Genomics of Fibrin Clot Structure in Patients With Constitutional Dysfibrinogenemia (GENDYSFIB)

Hereditary dysfibrinogenemia results from monoallelic mutation in one of the fibrinogen genes (FGA, FGB, FGG). The spectrum of molecular abnormalities is broad, leading to several subtypes of coagulation disorders with specific biological and clinical features. The correlation between the genotype and the phenotype is poor, and the clinical course of patients, from major bleeding to recurrent thromboses, is unpredictable. Fibrin clot structure is a determinant of the risk of thrombosis in cardiovascular diseases. In all individuals, fibrin networks define the propensity of clot to be more resistant to removal or, on the contrary, susceptible to fragmentation leading to bleeding complications. Besides fibrinogen variants, other relatively common genetic polymorphisms in coagulation and fibrinolytic pathways may affect the fibrin clot structure and therefore act as modifiers of the blood clot function.

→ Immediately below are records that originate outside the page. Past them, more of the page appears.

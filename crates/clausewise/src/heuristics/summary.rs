//! Extractive and structured summaries

use super::patterns::{MONEY_AMOUNT, NUMERIC_DATE};
use super::head_chars;

/// Words that mark a sentence worth sending to the summarization model
const SUMMARY_KEYWORDS: [&str; 8] = [
    "contract",
    "agreement",
    "party",
    "whereas",
    "hereby",
    "shall",
    "obligations",
    "terms",
];

/// Characters used when no key sentence is found
const SUMMARY_SOURCE_CHARS: usize = 1500;

/// First five `". "` segments of the text
fn leading_segments(text: &str) -> String {
    let segments: Vec<&str> = text.split(". ").take(5).collect();
    format!("{}.", segments.join(". "))
}

/// Extractive fallback summary
pub fn summarize(text: &str) -> String {
    format!("Document Overview: {}", leading_segments(text))
}

/// Extractive summary of an arbitrary prompt, used when a summarization call fails
pub(crate) fn summarize_prompt(prompt: &str) -> String {
    format!("Document Summary: {}", leading_segments(prompt))
}

/// Legal sentences from the start of the document, or its first 1500 characters
pub fn key_sentences(text: &str) -> String {
    let key: Vec<&str> = text
        .split('.')
        .take(20)
        .filter(|sentence| {
            let lower = sentence.to_lowercase();
            SUMMARY_KEYWORDS.iter().any(|k| lower.contains(k))
        })
        .map(str::trim)
        .take(5)
        .collect();

    if key.is_empty() {
        head_chars(text, SUMMARY_SOURCE_CHARS).to_string()
    } else {
        key.join(". ")
    }
}

/// Structured overview: size, key points, dates and amounts
pub fn detailed_summary(text: &str) -> String {
    let word_count = text.split_whitespace().count();
    let sentence_count = text.split('.').count();

    let key_points: Vec<&str> = text
        .lines()
        .map(str::trim)
        .filter(|line| line.chars().count() > 50)
        .take(3)
        .filter_map(|paragraph| {
            let first = paragraph.split('.').next().unwrap_or("").trim();
            (first.chars().count() > 20).then_some(first)
        })
        .take(5)
        .collect();

    let dates: Vec<&str> = NUMERIC_DATE.find_iter(text).map(|m| m.as_str()).take(5).collect();
    let amounts: Vec<&str> = MONEY_AMOUNT.find_iter(text).map(|m| m.as_str()).take(5).collect();

    let mut out = vec![
        "**Document Overview:**".to_string(),
        format!(
            "• Document contains {} words, {} sentences",
            word_count, sentence_count
        ),
        String::new(),
        "**Key Points:**".to_string(),
    ];
    out.extend(key_points.iter().map(|p| format!("• {}", p)));

    out.push(String::new());
    out.push("**Important Dates:**".to_string());
    if dates.is_empty() {
        out.push("• No specific dates found".to_string());
    } else {
        out.extend(dates.iter().map(|d| format!("• {}", d)));
    }

    out.push(String::new());
    out.push("**Financial Information:**".to_string());
    if amounts.is_empty() {
        out.push("• No monetary values found".to_string());
    } else {
        out.extend(amounts.iter().map(|a| format!("• {}", a)));
    }

    out.join("\n")
}

#[cfg(test)]
mod tests {
    use super::*;

    #[test]
    fn test_summarize_takes_five_segments() {
        let text = "One. Two. Three. Four. Five. Six. Seven";
        assert_eq!(summarize(text), "Document Overview: One. Two. Three. Four. Five.");
        assert_eq!(summarize("Short text"), "Document Overview: Short text.");
    }

    #[test]
    fn test_key_sentences_prefers_legal_language() {
        let text = "Welcome. The parties enter this Agreement. It is sunny. The tenant shall pay rent.";
        assert_eq!(
            key_sentences(text),
            "The parties enter this Agreement. The tenant shall pay rent"
        );
    }

    #[test]
    fn test_key_sentences_falls_back_to_head() {
        let text = "a".repeat(2000);
        assert_eq!(key_sentences(&text).len(), 1500);
    }

    #[test]
    fn test_detailed_summary_sections() {
        let text = "This Services Agreement is entered into by Acme Corp and Beta LLC on 01/15/2024.\n\
                    The client will pay $12,500 for the deliverables described below in Schedule A.\n\
                    short line";
        let summary = detailed_summary(text);

        assert!(summary.starts_with("**Document Overview:**"));
        assert!(summary.contains("• This Services Agreement is entered into by Acme Corp and Beta LLC on 01/15/2024"));
        assert!(summary.contains("**Important Dates:**\n• 01/15/2024"));
        assert!(summary.contains("**Financial Information:**\n• $12,500"));
    }

    #[test]
    fn test_detailed_summary_without_dates_or_money() {
        let summary = detailed_summary("Nothing to see here");
        assert!(summary.contains("• Document contains 4 words, 1 sentences"));
        assert!(summary.contains("• No specific dates found"));
        assert!(summary.contains("• No monetary values found"));
    }
}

In this proposal, the investigators will analyze properties (polymerization, fibrinolysis, viscoelastic properties, permeation) and ultrastructure (size, number, packaging, architecture of fibrin fiber by confocal microscopy and scanning electron microscopy) of plasma-based clots in relation to the presence of genetic modifiers (polymorphisms). Polymorphisms will be detected using a whole exome sequencing (WES) in a selected panel of genes of the coagulation and fibrinolytic pathways. The gene panel of 28 genes will include the three fibrinogen genes plus 25 potential modifier genes including F5, F2, PAI-1, PROCR and MTHFR. The overall clot phenotype will be correlated to the presence of prothrombotic polymorphisms and to the patient's clinical phenotype. The investigators plan to include about 100 patients with dysfibrinogenemia. The combination of integrative hemostasis models with genetic dataset will provide a global view of the patient's individual hemostatic profile. This may allow to better predict the clinical outcome and help provide a more personalized therapeutic strategy and precision medicine. In addition, the development of models allowing a reliable global assessment of fibrin clot architecture will be the basis for further research in other acquired diseases involving thrombotic or bleeding events.